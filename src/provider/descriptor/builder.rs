// std
use std::collections::BTreeSet;
// self
use crate::{
	_prelude::*,
	error::ConfigError,
	provider::{
		AuthStyle, EndpointDescriptor, GrantType, Placeholder, SupportedGrants,
		descriptor::{self, placeholder},
	},
};

/// Builder for [`EndpointDescriptor`] values.
///
/// Also the deserialization form of a descriptor, so serialized descriptors pass the same
/// validation as hand-built ones.
#[derive(Clone, Debug, Deserialize)]
pub struct EndpointDescriptorBuilder {
	/// Authorization endpoint template (required for the authorization code grant).
	#[serde(default)]
	pub authorization: Option<String>,
	/// Token endpoint template.
	pub token: String,
	/// Client authentication style.
	#[serde(default)]
	pub auth_style: AuthStyle,
	/// Declared placeholders.
	#[serde(default)]
	pub placeholders: Vec<Placeholder>,
	/// Configuration-time placeholder values.
	#[serde(default)]
	pub bindings: BTreeMap<String, String>,
	/// Explicit grant set; derived from the endpoints when unset.
	#[serde(default)]
	pub supported_grants: Option<SupportedGrants>,
}
impl EndpointDescriptorBuilder {
	/// Creates a builder seeded with the token endpoint template.
	pub fn new(token_template: impl Into<String>) -> Self {
		Self {
			authorization: None,
			token: token_template.into(),
			auth_style: AuthStyle::default(),
			placeholders: Vec::new(),
			bindings: BTreeMap::new(),
			supported_grants: None,
		}
	}

	/// Sets the authorization endpoint template.
	pub fn authorization_template(mut self, template: impl Into<String>) -> Self {
		self.authorization = Some(template.into());

		self
	}

	/// Overrides the client authentication style.
	pub fn auth_style(mut self, style: AuthStyle) -> Self {
		self.auth_style = style;

		self
	}

	/// Declares a placeholder.
	pub fn placeholder(mut self, placeholder: Placeholder) -> Self {
		self.placeholders.push(placeholder);

		self
	}

	/// Fixes a placeholder value; request-time values can no longer change it.
	pub fn bind(mut self, name: impl Into<String>, value: impl Into<String>) -> Self {
		self.bindings.insert(name.into(), value.into());

		self
	}

	/// Marks a single grant type as supported.
	pub fn support_grant(mut self, grant: GrantType) -> Self {
		self.supported_grants = Some(self.supported_grants.unwrap_or_default().enable(grant));

		self
	}

	/// Replaces the supported grant set.
	pub fn support_grants<I>(mut self, grants: I) -> Self
	where
		I: IntoIterator<Item = GrantType>,
	{
		self.supported_grants = Some(grants.into_iter().collect());

		self
	}

	/// Consumes the builder and validates the resulting descriptor.
	///
	/// Without an explicit grant set, the descriptor enables the authorization code grant when
	/// an authorization template exists, plus refresh token and client credentials.
	pub fn build(self) -> Result<EndpointDescriptor, ConfigError> {
		let supported_grants = self.supported_grants.unwrap_or_else(|| {
			let defaults = SupportedGrants::default()
				.enable(GrantType::RefreshToken)
				.enable(GrantType::ClientCredentials);

			if self.authorization.is_some() {
				defaults.enable(GrantType::AuthorizationCode)
			} else {
				defaults
			}
		});
		let descriptor = EndpointDescriptor {
			authorization: self.authorization,
			token: self.token,
			auth_style: self.auth_style,
			placeholders: self.placeholders,
			bindings: self.bindings,
			supported_grants,
		};

		descriptor.validate()?;

		Ok(descriptor)
	}
}

impl TryFrom<EndpointDescriptorBuilder> for EndpointDescriptor {
	type Error = ConfigError;

	fn try_from(builder: EndpointDescriptorBuilder) -> Result<Self, Self::Error> {
		builder.build()
	}
}

impl EndpointDescriptor {
	fn validate(&self) -> Result<(), ConfigError> {
		if self.token.trim().is_empty() {
			return Err(ConfigError::MissingTokenEndpoint);
		}
		if self.supported_grants.is_empty() {
			return Err(ConfigError::NoSupportedGrants);
		}
		if self.supports(GrantType::AuthorizationCode) && self.authorization.is_none() {
			return Err(ConfigError::MissingAuthorizationEndpoint);
		}

		let mut seen = BTreeSet::new();

		for declared in &self.placeholders {
			if !seen.insert(declared.name.as_str()) {
				return Err(ConfigError::DuplicatePlaceholder { name: declared.name.clone() });
			}

			placeholder::validate_value(&declared.name, &declared.fallback)?;
		}
		for (name, value) in &self.bindings {
			if !seen.contains(name.as_str()) {
				return Err(ConfigError::UnknownKey { key: name.clone() });
			}

			placeholder::validate_value(name, value)?;
		}

		// Every value that can reach a template is unreserved, so rendering with the
		// fallbacks proves every later rendering parses too.
		let fallbacks = self
			.placeholders
			.iter()
			.map(|declared| (declared.token(), declared.fallback.as_str()))
			.collect::<Vec<_>>();

		if let Some(template) = self.authorization.as_deref() {
			descriptor::render("authorization", template, &fallbacks)?;
		}

		descriptor::render("token", &self.token, &fallbacks)?;

		Ok(())
	}
}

* [EXERCISE INSTRUCTIONS] Up to and including the line with "as hand-built ones.", repeat the entries exactly, beginning at their first line.

* [SOLUTION FOR THIS EXERCISE]
filename src/provider/descriptor/builder.rs
// std
use std::collections::BTreeSet;
// self
use crate::{
	_prelude::*,
	error::ConfigError,
	provider::{
		AuthStyle, EndpointDescriptor, GrantType, Placeholder, SupportedGrants,
		descriptor::{self, placeholder},
	},
};

/// Builder for [`EndpointDescriptor`] values.
///
/// Also the deserialization form of a descriptor, so serialized descriptors pass the same
/// validation as hand-built ones.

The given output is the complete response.